Non, l'antiquité c'est vraiment compliquée; on risque de blesser quelqu'un dans son identité.
Bon, bah, on en revient donc au Moyen-age...ah non ! ça ne marche pas non plus, si l'action est méditerranéenne, il risque d'y avoir des noirs, des arabes, des kabyles (liste non exhaustive).
On ne s'en sort plus, dîtes donc !
P'tête la SF...à creuser...
Plus sérieusement, je ne savais pas que l'anti-racisme en était là, qu'il avait repris à son compte, et à ce point le différentialisme de certains courants d'extrême droite, et qu'il avait fait sienne la citation de Joseph de Maistre "Or, il n'y a point d'homme dans le monde.J'ai vu dans ma vie des Français, des Italiens, des Russes, etc. Je sais même, grâce à Montesquieu, qu'on peut être Persan; mais quant à l'homme, je déclare ne l'avoir jamais rencontré de ma vie; s'il existe c'est bien à mon insu."
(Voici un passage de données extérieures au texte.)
// src/db/service_type_repo.rs

use sqlx::{Executor, PgPool, Postgres};

use crate::{
    common::{
        db_utils::{map_unique_violation, UniqueField},
        error::AppError,
        pagination::{Page, PageRequest},
    },
    models::service_type::ServiceType,
};

const SERVICE_TYPE_UNIQUE: &[UniqueField] = &[(
    "service_types_company_id_name_key",
    "name",
    "Esta empresa já possui um tipo de serviço com esse nome.",
)];

#[derive(Clone)]
pub struct ServiceTypeRepository {
    pool: PgPool,
}

impl ServiceTypeRepository {
    pub fn new(pool: PgPool) -> Self {
        Self { pool }
    }

    pub async fn list_for_company(&self, company_id: i64, request: PageRequest) -> Result<Page<ServiceType>, AppError> {
        let total: i64 = sqlx::query_scalar("SELECT COUNT(*) FROM service_types WHERE company_id = $1")
            .bind(company_id)
            .fetch_one(&self.pool)
            .await?;

        let items = sqlx::query_as::<_, ServiceType>(
            r#"
            SELECT id, company_id, name, created_at, updated_at
            FROM service_types
            WHERE company_id = $1
            ORDER BY created_at DESC, id DESC
            LIMIT $2 OFFSET $3
            "#,
        )
        .bind(company_id)
        .bind(request.limit())
        .bind(request.offset())
        .fetch_all(&self.pool)
        .await?;

        Ok(Page { items, total, request })
    }

    /// Todos os tipos das empresas informadas, em ordem alfabética.
    pub async fn list_for_companies(&self, company_ids: &[i64]) -> Result<Vec<ServiceType>, AppError> {
        let items = sqlx::query_as::<_, ServiceType>(
            r#"
            SELECT id, company_id, name, created_at, updated_at
            FROM service_types
            WHERE company_id = ANY($1)
            ORDER BY name, id
            "#,
        )
        .bind(company_ids)
        .fetch_all(&self.pool)
        .await?;

        Ok(items)
    }

    pub async fn list_for_report(&self, call_report_id: i64) -> Result<Vec<ServiceType>, AppError> {
        let items = sqlx::query_as::<_, ServiceType>(
            r#"
            SELECT st.id, st.company_id, st.name, st.created_at, st.updated_at
            FROM service_types st
            JOIN call_report_service_type crst ON crst.service_type_id = st.id
            WHERE crst.call_report_id = $1
            ORDER BY st.name, st.id
            "#,
        )
        .bind(call_report_id)
        .fetch_all(&self.pool)
        .await?;

        Ok(items)
    }

    pub async fn find_by_id(&self, id: i64) -> Result<Option<ServiceType>, AppError> {
        let service_type = sqlx::query_as::<_, ServiceType>(
            "SELECT id, company_id, name, created_at, updated_at FROM service_types WHERE id = $1",
        )
        .bind(id)
        .fetch_optional(&self.pool)
        .await?;

        Ok(service_type)
    }

    /// Ids de `ids` que NÃO pertencem à empresa (inexistentes ou de outra empresa).
    pub async fn foreign_ids<'e, E>(&self, executor: E, company_id: i64, ids: &[i64]) -> Result<Vec<i64>, AppError>
    where
        E: Executor<'e, Database = Postgres>,
    {
        let foreign: Vec<i64> = sqlx::query_scalar(
            r#"
            SELECT wanted.id
            FROM unnest($2::bigint[]) AS wanted(id)
            WHERE NOT EXISTS (
                SELECT 1 FROM service_types st
                WHERE st.id = wanted.id AND st.company_id = $1
            )
            "#,
        )
        .bind(company_id)
        .bind(ids)
        .fetch_all(executor)
        .await?;

        Ok(foreign)
    }

    pub async fn create(&self, company_id: i64, name: &str) -> Result<ServiceType, AppError> {
        sqlx::query_as::<_, ServiceType>(
            r#"
            INSERT INTO service_types (company_id, name)
            VALUES ($1, $2)
            RETURNING id, company_id, name, created_at, updated_at
            "#,
        )
        .bind(company_id)
        .bind(name)
        .fetch_one(&self.pool)
        .await
        .map_err(|e| map_unique_violation(e, SERVICE_TYPE_UNIQUE))
    }

    pub async fn update(&self, id: i64, name: Option<&str>) -> Result<Option<ServiceType>, AppError> {
        sqlx::query_as::<_, ServiceType>(
            r#"
            UPDATE service_types
            SET name = COALESCE($2, name),
                updated_at = NOW()
            WHERE id = $1
            RETURNING id, company_id, name, created_at, updated_at
            "#,
        )
        .bind(id)
        .bind(name)
        .fetch_optional(&self.pool)
        .await
        .map_err(|e| map_unique_violation(e, SERVICE_TYPE_UNIQUE))
    }

    pub async fn delete(&self, id: i64) -> Result<bool, AppError> {
        let result = sqlx::query("DELETE FROM service_types WHERE id = $1")
            .bind(id)
            .execute(&self.pool)
            .await?;

        Ok(result.rows_affected() > 0)
    }
}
A la rigueur il lui reste le Moyen-Age mais sans les croisades comme de bien entendu. La légende arthurienne il peut, les légendes et histoires vikings c'est bon.
Il y a bien également la mythologie grecque et romaine, ainsi que l'histoire ancienne (vivent les péplums! ça ne sera pas pour me déplaire). Même s'il y a toujours la problématique de l’hellénisme.
Par exemple, si un blanc veut adapter Les Ethiopiques d'Héliodore, comment va-t-il s'y prendre ? Héliodore serait, d'après les dernières études(cf Les Belles-Lettres), un prêtre, ou fils de prêtre d'Hélios, vivant en actuelle Syrie, de langue et culture grecques au III° siècle. Seul un moyen-oriental aurait le droit moral d'écrire et/réaliser un tel film ?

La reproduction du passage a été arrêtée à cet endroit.